Encalhado na Antártica, iceberg com o tamanho de duas cidades de São Paulo preocupa o mundo
O A23a é mensagem que vem do gelo sobre o risco que estamos correndo

A Antártica, continente do tamanho de um Brasil e meio, é pontuada por icebergs, as placas de gelo que se desprendem dos glaciares e singram à deriva pelo mar. De dimensões variadas, dificultam a navegação e chegam a causar acidentes, como na mítica tragédia do Titanic, que em 1912 atingiu um desses blocos flutuantes e afundou com 2 208 passageiros. Há quase quarenta anos, uma dessas pedronas gigantes se separou de uma das plataformas de branco indizível: tinha mais de duas vezes a área da cidade de São Paulo. Batizado de A23a — o “A” de Antártica; o número seriado, porque antes houve 22; e o “a”, um código de alusão a blocos apartados de modo abrupto — o colosso passou a ser acompanhado por meio de imagens de satélite. No início do mês, encalhou próximo às Ilhas Geórgia do Sul, território do Reino Unido.
A estrutura estacionou a 80 quilômetros da costa, com avançados sinais de deterioração, porque saiu de seu hábitat natural, onde a temperatura média gira em torno de -2 graus, para um ambiente quatro graus mais quente. Embora as crateras ocas nas bordas indiquem fragilidade, o bloco é majestoso, com a altura de um prédio de setenta andares. É o segundo encalhe da montanha alva, que até 2020 estava presa em outro ponto (veja no mapa). O atual recanto é um paraíso para espécies de animais daquela região do planeta, mas um inferno para os poucos oficiais e cientistas britânicos que ali vivem.
E qual é o problema ambiental atrelado ao episódio? Há o risco de a passagem das colônias de pinguins, focas, leões-marinhos e albatrozes ser fatalmente interrompida. Mas há estudos que indicam outra resposta, dado o A23a ser rico em nutrientes e, ao desmoronar, oferecer fartura de alimento para a fauna. Contudo, para o bem ou para o mal, todo transtorno ou benefício será passageiro. “O iceberg deve se desintegrar rapidamente”, diz o glaciólogo Jefferson Cardia Simões, professor da Universidade Federal do Rio Grande do Sul (UFRGS).
E então, transformado em água, virará o sintoma de um imenso percalço da natureza, indício de que as coisas não vão bem, definitivamente. Episódios de derretimento de porções da Antártica têm aumentado com incômoda frequência nos últimos vinte anos. “Há dezenas deles espalhados na região”, diz o climatologista Francisco Eliseu Aquino, do primeiro Centro Polar do Brasil, criado na UFRGS. O especialista, que acaba de voltar de sua 19ª expedição à região, acompanha de perto a mudança de cenário, que virou objeto de uma nova pesquisa elaborada para identificar a influência do aquecimento global.

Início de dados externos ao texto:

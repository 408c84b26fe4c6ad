//! Single-threaded GEMM kernels.
//!
//! Every kernel computes `C += A × B` for square row-major `N × N` matrices
//! and accumulates into `C`: a non-zero `C` is added to, never overwritten.
//!
//! - [`serial`]: naive and transposed triple loops, the correctness baseline.
//! - [`blocked`]: row-blocked 16×16 tiling.
//! - [`column`]: column-chunk-outermost tilings (column, partial-column,
//!   multi-output and forward/backward).
//! - [`reduce`]: the fixed-width lane dot product used by the transposed kernel.
//!
//! The blocked kernels require `N` to be a multiple of [`TILE`](crate::TILE).

use std::marker::PhantomData;

pub mod blocked;
pub mod column;
pub mod reduce;
pub mod serial;

/// Shared write handle over an output matrix whose elements are updated
/// by several workers at once, each touching a disjoint set of indices.
///
/// Row partitions can hand every worker its own `&mut [T]` via
/// `split_at_mut`. Column partitions cannot: a 16-wide column chunk is
/// interleaved with every other chunk in row-major memory. Those workers
/// share one `DisjointMut` instead and borrow the 16-wide row segments they
/// own through [`DisjointMut::segment`].
pub struct DisjointMut<'a, T> {
    ptr: *mut T,
    len: usize,
    _marker: PhantomData<&'a mut [T]>,
}

// SAFETY: the contract of `segment` requires that no two threads borrow
// overlapping segments at the same time.
unsafe impl<T: Send> Send for DisjointMut<'_, T> {}
unsafe impl<T: Send> Sync for DisjointMut<'_, T> {}

impl<T> Clone for DisjointMut<'_, T> {
    fn clone(&self) -> Self {
        *self
    }
}

impl<T> Copy for DisjointMut<'_, T> {}

impl<'a, T> DisjointMut<'a, T> {
    /// Wraps an exclusively borrowed output buffer.
    pub fn new(slice: &'a mut [T]) -> Self {
        Self {
            ptr: slice.as_mut_ptr(),
            len: slice.len(),
            _marker: PhantomData,
        }
    }

    /// Number of elements in the wrapped buffer.
    #[inline(always)]
    pub fn len(&self) -> usize {
        self.len
    }

    /// Whether the wrapped buffer is empty.
    #[inline(always)]
    pub fn is_empty(&self) -> bool {
        self.len == 0
    }

    /// Borrows `out[start..start + len]` mutably.
    ///
    /// # Panics
    ///
    /// Panics if the segment runs past the end of the buffer.
    ///
    /// # Safety
    ///
    /// While the returned slice is alive, no other thread may read or write
    /// any element of the segment.
    #[inline(always)]
    #[allow(clippy::mut_from_ref)]
    pub unsafe fn segment(&self, start: usize, len: usize) -> &mut [T] {
        assert!(
            start <= self.len && len <= self.len - start,
            "segment {start}..{} out of bounds for length {}",
            start + len,
            self.len
        );
        // SAFETY: in bounds (checked above), and exclusive per the caller's contract.
        unsafe { std::slice::from_raw_parts_mut(self.ptr.add(start), len) }
    }
}

/// Checks the shape preconditions shared by every kernel entry point.
///
/// # Panics
///
/// Panics if any buffer does not hold exactly `n * n` elements.
#[inline]
pub(crate) fn assert_square<T>(a: &[T], b: &[T], c_len: usize, n: usize) {
    let len = n * n;
    assert_eq!(a.len(), len, "A: expected {n}x{n}={len} elements");
    assert_eq!(b.len(), len, "B: expected {n}x{n}={len} elements");
    assert_eq!(c_len, len, "C: expected {n}x{n}={len} elements");
}

/// Checks that `n` is a whole number of tiles.
///
/// # Panics
///
/// Panics if `n` is not a multiple of [`TILE`](crate::TILE).
#[inline]
pub(crate) fn assert_tiled(n: usize) {
    assert!(
        n % crate::TILE == 0,
        "N = {n} must be a multiple of the {}-wide tile",
        crate::TILE
    );
}

#[cfg(test)]
mod tests {
    use super::*;

    #[test]
    fn test_disjoint_mut_segments() {
        let mut data = vec![1.0f64; 8];
        let out = DisjointMut::new(&mut data);
        assert_eq!(out.len(), 8);
        unsafe {
            out.segment(0, 2).iter_mut().for_each(|x| *x += 2.0);
            out.segment(6, 2)[1] = -1.0;
        }
        assert_eq!(data, vec![3.0, 3.0, 1.0, 1.0, 1.0, 1.0, 1.0, -1.0]);
    }

    #[test]
    #[should_panic(expected = "out of bounds")]
    fn test_disjoint_mut_bounds_checked() {
        let mut data = vec![0.0f32; 4];
        let out = DisjointMut::new(&mut data);
        unsafe { out.segment(2, 3)[0] = 1.0 };
    }

    #[test]
    #[should_panic(expected = "multiple of the 16-wide tile")]
    fn test_assert_tiled() {
        assert_tiled(24);
    }
}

Há motivos de sobra para preocupação. Os ciclos de resfriamento e aquecimento extremos, que já aconteceram no passado longínquo, levaram quatro milhões de anos para se estabelecer. Mas a atual crise do clima é fruto de uma mudança ocorrida apenas em um século, devido à influência da industrialização e da poluição promovidas pelo ser humano. Não por acaso, pouco depois de ser anunciado o encalhe do A23a, a ONU deu o alarme: a temperatura média global em 2024 superou em 1,55 grau a registrada entre 1850 e 1900, período do início das emissões de gases do efeito estufa. É a primeira vez que o mundo ultrapassa o limite determinado pelo Acordo de Paris, o que deveria ser suficiente para disparar todos os alarmes. A saída: promover o crescimento sustentável e assim evitar respostas agressivas do meio ambiente. O A23a é mensagem que vem do gelo sobre o risco que estamos correndo.